- **What the task requires**: Go through the records and count every line that holds "PromptTemplate". Only the number belongs in the reply.

[Dataset entries]
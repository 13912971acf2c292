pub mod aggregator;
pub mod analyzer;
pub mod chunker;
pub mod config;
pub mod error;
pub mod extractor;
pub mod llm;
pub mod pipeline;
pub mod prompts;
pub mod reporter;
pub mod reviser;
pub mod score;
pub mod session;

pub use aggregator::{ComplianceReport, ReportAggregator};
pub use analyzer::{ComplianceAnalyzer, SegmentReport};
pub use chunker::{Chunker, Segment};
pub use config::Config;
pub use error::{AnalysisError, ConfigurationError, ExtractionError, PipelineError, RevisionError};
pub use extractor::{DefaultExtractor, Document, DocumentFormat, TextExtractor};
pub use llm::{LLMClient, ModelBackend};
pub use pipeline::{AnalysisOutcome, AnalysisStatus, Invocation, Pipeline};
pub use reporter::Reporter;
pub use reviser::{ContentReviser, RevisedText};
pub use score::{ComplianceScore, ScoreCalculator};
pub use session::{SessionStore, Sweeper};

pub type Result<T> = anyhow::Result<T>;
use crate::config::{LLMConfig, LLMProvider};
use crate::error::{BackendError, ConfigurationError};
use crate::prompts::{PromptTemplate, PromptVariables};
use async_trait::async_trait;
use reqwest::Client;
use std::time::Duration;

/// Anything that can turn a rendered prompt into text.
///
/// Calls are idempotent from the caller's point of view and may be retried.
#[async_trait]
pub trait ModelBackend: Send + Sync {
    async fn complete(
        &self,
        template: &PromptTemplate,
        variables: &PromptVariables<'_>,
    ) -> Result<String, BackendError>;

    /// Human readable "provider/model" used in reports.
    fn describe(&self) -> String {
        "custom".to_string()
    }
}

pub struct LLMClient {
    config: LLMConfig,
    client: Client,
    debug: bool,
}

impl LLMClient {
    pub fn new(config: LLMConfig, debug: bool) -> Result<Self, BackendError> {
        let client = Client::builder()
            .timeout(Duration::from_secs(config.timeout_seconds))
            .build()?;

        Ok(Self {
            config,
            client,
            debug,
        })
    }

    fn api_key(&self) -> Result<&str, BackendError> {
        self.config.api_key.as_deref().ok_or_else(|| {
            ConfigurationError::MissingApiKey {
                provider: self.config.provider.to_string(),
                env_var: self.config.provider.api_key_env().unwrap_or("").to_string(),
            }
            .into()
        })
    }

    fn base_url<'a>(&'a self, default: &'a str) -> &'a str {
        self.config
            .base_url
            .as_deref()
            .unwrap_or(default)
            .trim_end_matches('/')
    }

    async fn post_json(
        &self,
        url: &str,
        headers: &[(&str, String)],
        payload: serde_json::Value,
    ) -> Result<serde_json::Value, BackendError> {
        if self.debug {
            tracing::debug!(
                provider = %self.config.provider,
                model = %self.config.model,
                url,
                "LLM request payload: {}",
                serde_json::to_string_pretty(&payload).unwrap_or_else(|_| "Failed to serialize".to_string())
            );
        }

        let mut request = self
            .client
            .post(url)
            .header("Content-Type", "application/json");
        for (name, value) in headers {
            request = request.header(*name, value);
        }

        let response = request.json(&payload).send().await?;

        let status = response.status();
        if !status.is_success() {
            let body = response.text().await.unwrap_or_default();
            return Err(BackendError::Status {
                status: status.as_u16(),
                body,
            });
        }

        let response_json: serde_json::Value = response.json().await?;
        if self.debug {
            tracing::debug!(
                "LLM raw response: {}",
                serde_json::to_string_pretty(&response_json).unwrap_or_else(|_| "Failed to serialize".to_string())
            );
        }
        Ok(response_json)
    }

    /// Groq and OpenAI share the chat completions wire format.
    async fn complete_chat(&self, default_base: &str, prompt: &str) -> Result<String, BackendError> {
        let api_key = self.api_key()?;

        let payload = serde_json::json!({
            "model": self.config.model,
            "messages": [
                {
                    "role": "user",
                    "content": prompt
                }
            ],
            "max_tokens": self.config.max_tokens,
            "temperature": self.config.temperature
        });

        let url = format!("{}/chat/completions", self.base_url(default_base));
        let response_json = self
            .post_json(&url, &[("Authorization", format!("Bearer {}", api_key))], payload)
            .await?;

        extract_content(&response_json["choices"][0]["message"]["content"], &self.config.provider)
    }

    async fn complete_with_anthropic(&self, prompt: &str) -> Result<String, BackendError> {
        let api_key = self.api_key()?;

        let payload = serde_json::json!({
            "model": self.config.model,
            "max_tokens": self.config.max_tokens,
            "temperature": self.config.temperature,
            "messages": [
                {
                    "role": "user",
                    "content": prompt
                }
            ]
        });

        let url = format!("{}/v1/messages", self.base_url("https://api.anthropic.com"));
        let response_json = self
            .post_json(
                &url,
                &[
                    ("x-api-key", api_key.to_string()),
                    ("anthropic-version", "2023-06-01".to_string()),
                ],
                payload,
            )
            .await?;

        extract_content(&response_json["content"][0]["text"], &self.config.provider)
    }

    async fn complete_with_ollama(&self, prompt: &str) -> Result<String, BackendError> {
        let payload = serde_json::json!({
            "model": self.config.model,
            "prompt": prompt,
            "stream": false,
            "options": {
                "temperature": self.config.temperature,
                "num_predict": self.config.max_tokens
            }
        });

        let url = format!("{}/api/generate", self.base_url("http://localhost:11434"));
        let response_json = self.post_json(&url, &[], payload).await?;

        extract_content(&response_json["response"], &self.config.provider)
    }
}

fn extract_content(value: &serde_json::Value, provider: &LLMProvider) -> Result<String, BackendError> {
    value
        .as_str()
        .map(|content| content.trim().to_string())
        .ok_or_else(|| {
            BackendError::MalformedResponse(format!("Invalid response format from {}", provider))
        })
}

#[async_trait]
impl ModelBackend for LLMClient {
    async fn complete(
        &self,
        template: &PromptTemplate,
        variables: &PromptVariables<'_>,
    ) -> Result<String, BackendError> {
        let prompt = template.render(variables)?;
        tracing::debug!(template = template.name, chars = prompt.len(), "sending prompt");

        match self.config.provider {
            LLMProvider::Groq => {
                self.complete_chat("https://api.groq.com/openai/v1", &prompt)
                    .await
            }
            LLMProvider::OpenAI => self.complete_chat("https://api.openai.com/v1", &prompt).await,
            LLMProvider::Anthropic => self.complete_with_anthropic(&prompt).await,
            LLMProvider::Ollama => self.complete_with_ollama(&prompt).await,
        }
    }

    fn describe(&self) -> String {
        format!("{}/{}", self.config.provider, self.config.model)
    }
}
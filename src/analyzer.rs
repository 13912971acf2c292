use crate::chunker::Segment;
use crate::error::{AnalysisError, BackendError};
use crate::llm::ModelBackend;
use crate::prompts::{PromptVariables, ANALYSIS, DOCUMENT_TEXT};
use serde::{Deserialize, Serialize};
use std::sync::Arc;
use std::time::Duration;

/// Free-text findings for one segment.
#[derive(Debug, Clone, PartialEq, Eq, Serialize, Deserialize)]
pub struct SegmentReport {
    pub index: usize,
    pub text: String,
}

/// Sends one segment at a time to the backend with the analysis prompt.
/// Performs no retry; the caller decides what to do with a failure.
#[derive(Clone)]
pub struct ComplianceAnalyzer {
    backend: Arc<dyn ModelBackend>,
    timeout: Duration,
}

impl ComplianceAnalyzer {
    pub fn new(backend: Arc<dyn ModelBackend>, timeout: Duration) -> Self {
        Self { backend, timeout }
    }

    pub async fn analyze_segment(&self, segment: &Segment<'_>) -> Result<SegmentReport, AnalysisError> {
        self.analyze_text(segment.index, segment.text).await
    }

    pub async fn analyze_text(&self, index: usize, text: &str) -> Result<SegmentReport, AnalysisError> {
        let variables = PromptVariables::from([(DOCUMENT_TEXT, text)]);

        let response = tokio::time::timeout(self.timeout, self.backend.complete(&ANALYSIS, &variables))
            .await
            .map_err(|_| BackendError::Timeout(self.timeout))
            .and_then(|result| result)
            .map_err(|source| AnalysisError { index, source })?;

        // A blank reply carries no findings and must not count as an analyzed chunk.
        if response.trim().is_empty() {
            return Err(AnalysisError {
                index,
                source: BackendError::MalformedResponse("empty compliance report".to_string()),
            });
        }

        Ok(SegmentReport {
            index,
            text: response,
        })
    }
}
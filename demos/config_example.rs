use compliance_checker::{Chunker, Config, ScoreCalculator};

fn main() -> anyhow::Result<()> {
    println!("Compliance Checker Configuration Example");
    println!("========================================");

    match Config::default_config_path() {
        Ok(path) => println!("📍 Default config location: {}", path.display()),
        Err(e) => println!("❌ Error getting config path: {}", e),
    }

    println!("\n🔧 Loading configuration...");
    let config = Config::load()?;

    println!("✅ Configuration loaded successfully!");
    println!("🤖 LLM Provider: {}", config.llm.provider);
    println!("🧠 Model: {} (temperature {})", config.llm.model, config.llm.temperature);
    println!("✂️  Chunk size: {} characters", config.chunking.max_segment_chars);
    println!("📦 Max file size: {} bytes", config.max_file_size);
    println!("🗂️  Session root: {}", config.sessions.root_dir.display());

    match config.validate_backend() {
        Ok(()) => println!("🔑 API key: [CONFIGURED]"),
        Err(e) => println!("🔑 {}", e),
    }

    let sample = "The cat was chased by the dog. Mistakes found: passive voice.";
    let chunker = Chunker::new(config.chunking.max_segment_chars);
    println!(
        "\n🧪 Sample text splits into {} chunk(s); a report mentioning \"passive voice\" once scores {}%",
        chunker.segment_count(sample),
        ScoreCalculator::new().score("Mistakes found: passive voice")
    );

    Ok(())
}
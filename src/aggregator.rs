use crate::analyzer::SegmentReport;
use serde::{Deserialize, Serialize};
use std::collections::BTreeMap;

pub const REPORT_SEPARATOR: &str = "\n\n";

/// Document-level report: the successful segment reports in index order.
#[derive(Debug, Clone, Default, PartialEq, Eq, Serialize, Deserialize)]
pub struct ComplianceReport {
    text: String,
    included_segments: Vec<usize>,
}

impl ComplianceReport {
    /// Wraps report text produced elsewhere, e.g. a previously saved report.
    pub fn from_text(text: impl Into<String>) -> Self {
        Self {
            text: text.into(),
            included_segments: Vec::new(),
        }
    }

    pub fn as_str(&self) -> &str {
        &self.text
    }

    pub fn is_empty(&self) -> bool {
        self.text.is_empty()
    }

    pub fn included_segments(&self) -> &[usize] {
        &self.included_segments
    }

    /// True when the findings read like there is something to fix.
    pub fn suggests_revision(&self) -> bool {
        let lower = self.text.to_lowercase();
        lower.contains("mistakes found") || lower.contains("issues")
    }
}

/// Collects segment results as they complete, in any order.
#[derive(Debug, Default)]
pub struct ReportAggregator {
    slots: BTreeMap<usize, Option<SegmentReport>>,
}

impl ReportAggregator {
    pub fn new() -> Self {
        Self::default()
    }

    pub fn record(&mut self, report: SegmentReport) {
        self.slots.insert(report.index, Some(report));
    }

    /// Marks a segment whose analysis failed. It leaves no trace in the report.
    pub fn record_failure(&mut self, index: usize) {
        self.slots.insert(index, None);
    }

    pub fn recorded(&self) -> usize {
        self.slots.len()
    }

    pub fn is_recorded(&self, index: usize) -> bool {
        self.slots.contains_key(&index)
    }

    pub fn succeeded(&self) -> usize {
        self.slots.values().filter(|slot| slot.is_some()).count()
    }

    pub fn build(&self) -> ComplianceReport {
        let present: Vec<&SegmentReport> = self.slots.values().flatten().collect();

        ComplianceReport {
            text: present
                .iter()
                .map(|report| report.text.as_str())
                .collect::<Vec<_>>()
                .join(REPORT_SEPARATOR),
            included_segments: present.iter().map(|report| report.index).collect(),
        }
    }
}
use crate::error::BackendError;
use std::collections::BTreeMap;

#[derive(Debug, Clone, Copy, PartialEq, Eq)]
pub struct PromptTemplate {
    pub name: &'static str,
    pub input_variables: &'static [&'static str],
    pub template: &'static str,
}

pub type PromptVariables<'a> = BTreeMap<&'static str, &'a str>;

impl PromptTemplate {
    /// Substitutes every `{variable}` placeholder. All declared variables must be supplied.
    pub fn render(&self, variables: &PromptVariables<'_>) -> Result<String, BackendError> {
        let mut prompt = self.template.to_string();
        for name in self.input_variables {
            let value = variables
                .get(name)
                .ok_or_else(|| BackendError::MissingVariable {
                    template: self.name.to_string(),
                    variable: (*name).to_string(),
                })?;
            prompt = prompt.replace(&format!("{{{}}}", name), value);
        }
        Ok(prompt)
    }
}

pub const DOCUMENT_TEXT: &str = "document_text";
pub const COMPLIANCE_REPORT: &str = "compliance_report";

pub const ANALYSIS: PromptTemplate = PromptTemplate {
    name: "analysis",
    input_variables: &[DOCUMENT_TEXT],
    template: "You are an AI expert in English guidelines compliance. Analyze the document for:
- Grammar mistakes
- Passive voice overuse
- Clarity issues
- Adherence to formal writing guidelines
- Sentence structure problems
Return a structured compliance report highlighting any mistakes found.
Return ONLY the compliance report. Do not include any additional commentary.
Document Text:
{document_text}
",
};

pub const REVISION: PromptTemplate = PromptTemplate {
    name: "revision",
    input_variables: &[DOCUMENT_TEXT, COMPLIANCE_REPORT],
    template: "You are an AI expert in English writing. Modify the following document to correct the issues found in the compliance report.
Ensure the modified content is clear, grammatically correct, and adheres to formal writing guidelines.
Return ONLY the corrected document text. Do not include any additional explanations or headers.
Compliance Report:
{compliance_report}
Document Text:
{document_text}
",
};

- **Solution for this exercise**: 7